Sessions 1 & 2 – “’The Last Shall Be First’: The Trickster Matriarchs of Genesis (Sarah, Rebekah, Leah and Rachel)”*

Texts: Genesis 12:10-20; 16; 21:1-21; 18:1-15; 20; 24:1-29, 50-67; 25:21-28; 26:6-12, 34-35; 27:1-17, 41-28:5; 29:1-30:24; 31:4-16; 31:25, 30-35

We think we know these stories. Through years of exposure--for many of us, mostly as children, in Sunday School or in “children’s Bibles”-- the tales of Genesis have become domesticated, tamed. And so, we lose sight of how profoundly strange—and how adult—most of them, in fact, are. This is especially true of those stories in which women figure prominently. So let’s review:

Background:

On the basis of textual evidence, most modern Bible scholars regard the text of Genesis (along with Exodus and most subsequent books preceding the Prophets) as a text woven out of four previous works, whose authors are referred to as J (the Yahwist), E (the Elohist), D (the Deuteronomist) and P (the Priestly Writer).
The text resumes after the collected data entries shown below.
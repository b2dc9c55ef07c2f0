pub mod entities;
pub mod errors;
pub mod values;
//! Read-only lookups of existing Keycloak objects.

pub mod realm;

use crate::error::ProviderResult;
use crate::resource::ResourceData;
use crate::schema::Schema;
use crate::state::ProviderState;
use async_trait::async_trait;

#[async_trait]
pub trait DataSource: Send + Sync {
    fn type_name(&self) -> &'static str;

    fn schema(&self) -> Schema;

    /// Looks the object up by the configured attributes. A missing object is
    /// an error, unlike a resource read.
    async fn read(&self, state: &ProviderState, config: &ResourceData) -> ProviderResult<ResourceData>;
}

pub fn all_data_sources() -> Vec<Box<dyn DataSource>> {
    vec![Box::new(realm::RealmDataSource)]
}
use keycloak_domain::{
    application::services::RealmManagementService,
    domain::{
        entities::{Internationalization, Realm, SmtpAuth, SmtpServer, SslRequired},
        errors::DomainError,
    },
    testing::InMemoryKeycloak,
    RealmRepository,
};
use std::sync::Arc;

fn setup() -> (Arc<InMemoryKeycloak>, RealmManagementService) {
    let keycloak = Arc::new(InMemoryKeycloak::new());
    let service = RealmManagementService::new(keycloak.clone());
    (keycloak, service)
}

fn smtp_realm(name: &str) -> Realm {
    let mut realm = Realm::new(name);
    realm.smtp_server = Some(SmtpServer {
        host: "smtp.example.com".to_string(),
        from: "noreply@example.com".to_string(),
        starttls: true,
        auth: Some(SmtpAuth {
            username: "mailer".to_string(),
            password: "hunter2".to_string(),
        }),
        ..Default::default()
    });
    realm
}

#[tokio::test]
async fn test_create_and_read_realm() {
    let (_, service) = setup();

    let mut realm = Realm::new("r1");
    realm.display_name = Some("Realm One".to_string());
    realm.ssl_required = Some(SslRequired::External);
    realm.lifespans.access_token_lifespan = Some(300);

    let created = service.create_realm(&realm).await.unwrap();
    assert_eq!(created.id.as_deref(), Some("r1"));
    assert_eq!(created.display_name.as_deref(), Some("Realm One"));
    assert_eq!(created.lifespans.access_token_lifespan, Some(300));

    let read = service.get_realm("r1").await.unwrap().unwrap();
    assert_eq!(read, created);
}

#[tokio::test]
async fn test_get_missing_realm_returns_none() {
    let (_, service) = setup();
    assert!(service.get_realm("nope").await.unwrap().is_none());
}

#[tokio::test]
async fn test_create_duplicate_realm_fails() {
    let (_, service) = setup();
    service.create_realm(&Realm::new("r1")).await.unwrap();

    let err = service.create_realm(&Realm::new("r1")).await.unwrap_err();
    assert!(matches!(
        err,
        DomainError::ExternalService {
            status: Some(409),
            ..
        }
    ));
}

#[tokio::test]
async fn test_smtp_password_survives_masking() {
    let (keycloak, service) = setup();

    let created = service.create_realm(&smtp_realm("mail")).await.unwrap();
    let auth = created.smtp_server.unwrap().auth.unwrap();
    assert_eq!(auth.password, "hunter2");

    let raw = keycloak.find_realm("mail").await.unwrap();
    assert_eq!(
        raw.smtp_server.unwrap().auth.unwrap().password,
        "**********"
    );
}

#[tokio::test]
async fn test_update_realm() {
    let (_, service) = setup();
    let mut realm = service.create_realm(&Realm::new("r1")).await.unwrap();

    realm.registration_allowed = true;
    realm.internationalization = Some(Internationalization {
        supported_locales: vec!["en".to_string(), "de".to_string()],
        default_locale: "en".to_string(),
    });
    let updated = service.update_realm(&realm).await.unwrap();
    assert!(updated.registration_allowed);
    assert_eq!(updated.id.as_deref(), Some("r1"));
}

#[tokio::test]
async fn test_invalid_default_locale_is_rejected_before_any_request() {
    let (keycloak, service) = setup();
    let mut realm = Realm::new("r1");
    realm.internationalization = Some(Internationalization {
        supported_locales: vec!["en".to_string()],
        default_locale: "fr".to_string(),
    });

    let err = service.create_realm(&realm).await.unwrap_err();
    assert!(err.to_string().starts_with("validation error: "));
    assert!(!keycloak.realm_names().contains(&"r1".to_string()));
}

#[tokio::test]
async fn test_delete_realm_is_idempotent() {
    let (_, service) = setup();
    service.create_realm(&Realm::new("r1")).await.unwrap();

    service.delete_realm("r1").await.unwrap();
    service.delete_realm("r1").await.unwrap();
    assert!(service.get_realm("r1").await.unwrap().is_none());
}

#[tokio::test]
async fn test_server_errors_are_not_swallowed() {
    let (keycloak, service) = setup();
    keycloak.set_should_fail(true);

    let err = service.get_realm("master").await.unwrap_err();
    assert!(!err.is_not_found());
    assert!(service.delete_realm("master").await.is_err());
}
J refers to God as “YHWH,” and probably wrote around the time of King David. E refers to God as “Elohim,” and probably wrote during the period after King Solomon, when Israel had been split into a northern kingdom (Israel), with its cultic centers in Dan and Bethel, and a southern kingdom (Judah), with its cultic center in Jerusalem. D, the author of most of Deuteronomy, probably wrote after the destruction of the northern kingdom by the Assyrians, and like E, reflects the prophetic traditions of the north. P reflects priestly traditions, associated with the southern kingdom. These four strands were woven into a unified text in several stages, but the major redaction probably occurred during or shortly after the exile in Babylon, after the Babylonians destroyed the first Temple in Jerusalem.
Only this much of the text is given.